Cristiano Ronaldo y su meta de 1.000 goles
Cristiano Ronaldo lleva tanto tiempo rompiendo récords que el fútbol casi se ha acostumbrado a verlo derribar marcas imposibles. Pero todavía le queda una meta que lo obsesiona: alcanzar los 1.000 goles oficiales en su carrera.
Ese objetivo volvió a escena en un escenario poco habitual para él: la ceremonia de clausura de la Esports World Cup 2026, un evento que durante varias semanas reunió a las mejores organizaciones y jugadores del planeta en el universo de los videojuegos competitivos.
El encuentro con Infantino
En la jornada final del torneo, este domingo 23 de agosto, CR7 coincidió con Gianni Infantino. El presidente de la FIFA no dejó pasar la oportunidad. Lo saludó, charlaron brevemente y el dirigente le recordó, casi como un desafío, la cifra que todo el mundo tiene en mente cuando habla del futuro del portugués.
Cristiano suma ya 977 goles oficiales. Infantino se lo puso delante con claridad: le faltan 23 para llegar a los 1.000. Una cifra histórica, casi irreal, pero que encaja con la carrera de un futbolista que ha construido su leyenda a base de batir registros uno tras otro, incluso ahora, con 40 años.

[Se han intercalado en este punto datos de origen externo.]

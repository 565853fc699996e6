//! TCP transport for the host-controller channel.
//!
//! The controller binds a [`Listener`]; the host opens a [`Connection`] with
//! bounded exponential backoff while the controller comes up. Each side frames
//! [`Envelope`]s with [`JsonCodec`].

use std::io;
use std::net::{Ipv4Addr, SocketAddr};
use std::time::Duration;

use futures::{SinkExt, StreamExt};
use tokio::net::{TcpListener, TcpStream};
use tokio::time::Instant;
use tokio_util::codec::Framed;

use super::codec::{self, CodecError, JsonCodec};
use super::protocol::Envelope;

/// Port controllers listen on unless told otherwise.
pub const DEFAULT_PORT: u16 = 5556;

#[derive(Debug, thiserror::Error)]
pub enum TransportError {
    #[error("failed to bind {address}: {source}")]
    Bind {
        address: SocketAddr,
        #[source]
        source: io::Error,
    },

    #[error("could not connect to {address} after {attempts} attempts over {elapsed:?}: {last}")]
    ConnectExhausted {
        address: SocketAddr,
        attempts: u32,
        elapsed: Duration,
        last: io::Error,
    },

    #[error("peer disconnected before completing the exchange")]
    Disconnected,

    #[error("i/o error: {0}")]
    Io(#[from] io::Error),
}

/// Failure moving a frame: either the pipe broke or the frame was bad.
#[derive(Debug, thiserror::Error)]
pub enum ChannelError {
    #[error(transparent)]
    Transport(#[from] TransportError),
    #[error(transparent)]
    Codec(#[from] CodecError),
}

/// Backoff schedule for connecting to a controller that may not be listening yet.
#[derive(Debug, Clone)]
pub struct RetryPolicy {
    pub initial_delay: Duration,
    pub max_delay: Duration,
    pub multiplier: u32,
    /// Total time allowed across all attempts.
    pub budget: Duration,
}

impl Default for RetryPolicy {
    fn default() -> Self {
        Self {
            initial_delay: Duration::from_millis(50),
            max_delay: Duration::from_secs(1),
            multiplier: 2,
            budget: Duration::from_secs(10),
        }
    }
}

impl RetryPolicy {
    pub fn with_budget(mut self, budget: Duration) -> Self {
        self.budget = budget;
        self
    }

    pub fn with_initial_delay(mut self, delay: Duration) -> Self {
        self.initial_delay = delay;
        self
    }

    pub fn with_max_delay(mut self, delay: Duration) -> Self {
        self.max_delay = delay;
        self
    }

    fn next_delay(&self, current: Duration) -> Duration {
        current
            .saturating_mul(self.multiplier.max(1))
            .min(self.max_delay)
    }
}

fn is_retryable(e: &io::Error) -> bool {
    matches!(
        e.kind(),
        io::ErrorKind::ConnectionRefused
            | io::ErrorKind::ConnectionReset
            | io::ErrorKind::ConnectionAborted
            | io::ErrorKind::NotConnected
    )
}

/// Pick an unused loopback port for a fresh per-session bind point.
///
/// The port is released before returning, so a concurrent process could in
/// principle claim it first; the controller's bind then fails loudly.
pub fn free_port() -> io::Result<u16> {
    let listener = std::net::TcpListener::bind((Ipv4Addr::LOCALHOST, 0))?;
    Ok(listener.local_addr()?.port())
}

/// Bind the controller end of a channel.
pub async fn bind(address: SocketAddr) -> Result<Listener, TransportError> {
    Listener::bind(address).await
}

/// Connect the host end of a channel, backing off per `policy`.
pub async fn connect(address: SocketAddr, policy: &RetryPolicy) -> Result<Connection, TransportError> {
    Connection::connect(address, policy).await
}

/// Server side of the channel.
pub struct Listener {
    inner: TcpListener,
    address: SocketAddr,
}

impl Listener {
    pub async fn bind(address: SocketAddr) -> Result<Self, TransportError> {
        let inner = TcpListener::bind(address)
            .await
            .map_err(|source| TransportError::Bind { address, source })?;
        let address = inner.local_addr()?;
        tracing::debug!(%address, "Channel listener bound");
        Ok(Self { inner, address })
    }

    pub fn local_addr(&self) -> SocketAddr {
        self.address
    }

    pub async fn accept(&self) -> Result<Connection, TransportError> {
        let (stream, peer) = self.inner.accept().await?;
        tracing::debug!(%peer, "Accepted channel connection");
        Connection::from_stream(stream, peer)
    }
}

/// One end of an established channel.
pub struct Connection {
    framed: Framed<TcpStream, JsonCodec<Envelope>>,
    peer: SocketAddr,
}

impl Connection {
    fn from_stream(stream: TcpStream, peer: SocketAddr) -> Result<Self, TransportError> {
        stream.set_nodelay(true)?;
        Ok(Self {
            framed: Framed::new(stream, JsonCodec::new()),
            peer,
        })
    }

    /// Connect to a listener, retrying refused connections per `policy`.
    pub async fn connect(address: SocketAddr, policy: &RetryPolicy) -> Result<Self, TransportError> {
        let started = Instant::now();
        let deadline = started + policy.budget;
        let mut delay = policy.initial_delay;
        let mut attempts = 0u32;

        loop {
            attempts += 1;
            match TcpStream::connect(address).await {
                Ok(stream) => {
                    tracing::debug!(%address, attempts, "Connected to channel");
                    return Self::from_stream(stream, address);
                }
                Err(e) if is_retryable(&e) => {
                    let now = Instant::now();
                    if now + delay > deadline {
                        return Err(TransportError::ConnectExhausted {
                            address,
                            attempts,
                            elapsed: now - started,
                            last: e,
                        });
                    }
                    tracing::trace!(%address, attempts, ?delay, error = %e, "Connect refused, backing off");
                    tokio::time::sleep(delay).await;
                    delay = policy.next_delay(delay);
                }
                Err(e) => return Err(TransportError::Io(e)),
            }
        }
    }

    pub fn peer_addr(&self) -> SocketAddr {
        self.peer
    }

    /// Largest frame this end will send or accept.
    pub fn max_frame_length(&self) -> usize {
        self.framed.codec().max_frame_length()
    }

    pub fn set_max_frame_length(&mut self, max_frame_length: usize) {
        self.framed.codec_mut().set_max_frame_length(max_frame_length);
    }

    /// Send one envelope.
    ///
    /// A frame over the size limit is a [`CodecError::FrameTooLarge`] and
    /// leaves the connection usable for a smaller reply.
    pub async fn send(&mut self, envelope: Envelope) -> Result<(), ChannelError> {
        tracing::trace!(peer = %self.peer, kind = %envelope.kind, "Sending envelope");
        self.framed.send(envelope).await.map_err(|e| match e.kind() {
            io::ErrorKind::BrokenPipe | io::ErrorKind::ConnectionReset => {
                TransportError::Disconnected.into()
            }
            io::ErrorKind::InvalidInput | io::ErrorKind::InvalidData => {
                codec::codec_error(e).into()
            }
            _ => TransportError::Io(e).into(),
        })
    }

    /// Wait for the next envelope.
    ///
    /// A clean close before any frame is [`TransportError::Disconnected`]; a
    /// frame that is not a valid envelope is [`CodecError::Malformed`].
    pub async fn receive(&mut self) -> Result<Envelope, ChannelError> {
        match self.framed.next().await {
            Some(Ok(envelope)) => {
                tracing::trace!(peer = %self.peer, kind = %envelope.kind, "Received envelope");
                Ok(envelope)
            }
            Some(Err(e)) if e.kind() == io::ErrorKind::InvalidData => {
                Err(CodecError::Malformed(e.to_string()).into())
            }
            Some(Err(e)) if e.kind() == io::ErrorKind::ConnectionReset => {
                Err(TransportError::Disconnected.into())
            }
            Some(Err(e)) => Err(TransportError::Io(e).into()),
            None => Err(TransportError::Disconnected.into()),
        }
    }

    /// Flush and shut down the write side so the peer sees a clean close.
    pub async fn close(mut self) -> Result<(), TransportError> {
        SinkExt::<Envelope>::close(&mut self.framed).await?;
        Ok(())
    }
}

#[cfg(test)]
mod tests {
    use super::*;
    use serde_json::json;
    use tokio::io::AsyncWriteExt;

    async fn loopback_listener() -> Listener {
        Listener::bind((Ipv4Addr::LOCALHOST, 0).into()).await.unwrap()
    }

    fn quick_policy() -> RetryPolicy {
        RetryPolicy::default()
            .with_initial_delay(Duration::from_millis(5))
            .with_max_delay(Duration::from_millis(20))
            .with_budget(Duration::from_millis(200))
    }

    #[test]
    fn backoff_doubles_and_caps() {
        let policy = RetryPolicy::default();
        let d1 = policy.next_delay(policy.initial_delay);
        assert_eq!(d1, Duration::from_millis(100));
        let mut d = d1;
        for _ in 0..10 {
            d = policy.next_delay(d);
        }
        assert_eq!(d, Duration::from_secs(1));
    }

    #[test]
    fn free_port_is_nonzero() {
        assert_ne!(free_port().unwrap(), 0);
    }

    #[tokio::test]
    async fn exchange_over_loopback() {
        let listener = loopback_listener().await;
        let addr = listener.local_addr();

        let server = tokio::spawn(async move {
            let mut conn = listener.accept().await.unwrap();
            let start = conn.receive().await.unwrap();
            assert_eq!(start.body, json!({"world": "w1"}));
            conn.send(Envelope::result(&json!({"value": 42})).unwrap())
                .await
                .unwrap();
        });

        let mut conn = Connection::connect(addr, &quick_policy()).await.unwrap();
        conn.send(Envelope::start(&json!({"world": "w1"})).unwrap())
            .await
            .unwrap();
        let reply = conn.receive().await.unwrap();
        assert_eq!(reply.body, json!({"value": 42}));
        server.await.unwrap();
    }

    #[tokio::test]
    async fn connect_retries_until_listener_appears() {
        let port = free_port().unwrap();
        let addr: SocketAddr = (Ipv4Addr::LOCALHOST, port).into();

        let late = tokio::spawn(async move {
            tokio::time::sleep(Duration::from_millis(40)).await;
            let listener = Listener::bind(addr).await.unwrap();
            let _conn = listener.accept().await.unwrap();
        });

        let conn = Connection::connect(addr, &quick_policy()).await.unwrap();
        assert_eq!(conn.peer_addr(), addr);
        late.await.unwrap();
    }

    #[tokio::test]
    async fn connect_gives_up_after_budget() {
        let port = free_port().unwrap();
        let addr: SocketAddr = (Ipv4Addr::LOCALHOST, port).into();

        let err = Connection::connect(addr, &quick_policy())
            .await
            .err()
            .unwrap();
        match err {
            TransportError::ConnectExhausted { attempts, .. } => assert!(attempts > 1),
            other => panic!("unexpected error: {other}"),
        }
    }

    #[tokio::test]
    async fn close_before_frame_is_disconnect() {
        let listener = loopback_listener().await;
        let addr = listener.local_addr();

        let client = tokio::spawn(async move {
            let conn = Connection::connect(addr, &quick_policy()).await.unwrap();
            conn.close().await.unwrap();
        });

        let mut conn = listener.accept().await.unwrap();
        let err = conn.receive().await.unwrap_err();
        assert!(matches!(
            err,
            ChannelError::Transport(TransportError::Disconnected)
        ));
        client.await.unwrap();
    }

    #[tokio::test]
    async fn garbage_frame_is_codec_error() {
        let listener = loopback_listener().await;
        let addr = listener.local_addr();

        let client = tokio::spawn(async move {
            let mut stream = TcpStream::connect(addr).await.unwrap();
            let body = b"{\"nope\":";
            stream.write_u32(body.len() as u32).await.unwrap();
            stream.write_all(body).await.unwrap();
            stream.flush().await.unwrap();
            stream
        });

        let mut conn = listener.accept().await.unwrap();
        let err = conn.receive().await.unwrap_err();
        assert!(matches!(err, ChannelError::Codec(CodecError::Malformed(_))));
        drop(client.await.unwrap());
    }

    #[tokio::test]
    async fn oversize_send_leaves_connection_usable() {
        let listener = loopback_listener().await;
        let addr = listener.local_addr();

        let server = tokio::spawn(async move {
            let mut conn = listener.accept().await.unwrap();
            conn.receive().await.unwrap()
        });

        let mut conn = Connection::connect(addr, &quick_policy()).await.unwrap();
        conn.set_max_frame_length(1024);
        assert_eq!(conn.max_frame_length(), 1024);

        let big = Envelope::result(&"x".repeat(4096)).unwrap();
        let err = conn.send(big).await.unwrap_err();
        assert!(matches!(
            err,
            ChannelError::Codec(CodecError::FrameTooLarge { limit: 1024, .. })
        ));

        conn.send(Envelope::error("too large")).await.unwrap();
        let received = server.await.unwrap();
        assert_eq!(received.body, json!({"message": "too large"}));
    }

    #[tokio::test]
    async fn oversize_inbound_frame_is_codec_error() {
        let listener = loopback_listener().await;
        let addr = listener.local_addr();

        let client = tokio::spawn(async move {
            let mut conn = Connection::connect(addr, &quick_policy()).await.unwrap();
            conn.send(Envelope::result(&"x".repeat(4096)).unwrap())
                .await
                .unwrap();
            conn
        });

        let mut conn = listener.accept().await.unwrap();
        conn.set_max_frame_length(1024);
        let err = conn.receive().await.unwrap_err();
        assert!(matches!(err, ChannelError::Codec(CodecError::Malformed(_))));
        drop(client.await.unwrap());
    }
}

Hasta ahí, una escena amable, previsible, casi protocolaria entre una superestrella y el máximo dirigente del fútbol mundial.
El gesto que se hizo viral
El ruido empezó justo después. Cuando el saludo terminó y Cristiano se dio la vuelta para marcharse, las cámaras captaron su gesto. Apenas unos segundos. Suficientes.
Las imágenes comenzaron a circular a toda velocidad. Aficionados de todo el mundo compartieron el clip, lo analizaron, lo congelaron, lo comentaron. El debate se disparó alrededor de la reacción del delantero tras escuchar el recordatorio de Infantino sobre los 1.000 goles.
Sin una explicación oficial sobre su expresión, el momento quedó abierto a la interpretación. Un gesto, una mueca, una mirada fugaz… y la maquinaria global en torno a la figura de CR7 hizo el resto.
Cristiano sigue persiguiendo goles. Las redes, mientras tanto, persiguen cada una de sus reacciones. Y la cuenta atrás hacia esos 1.000 tantos ya se juega también fuera del césped.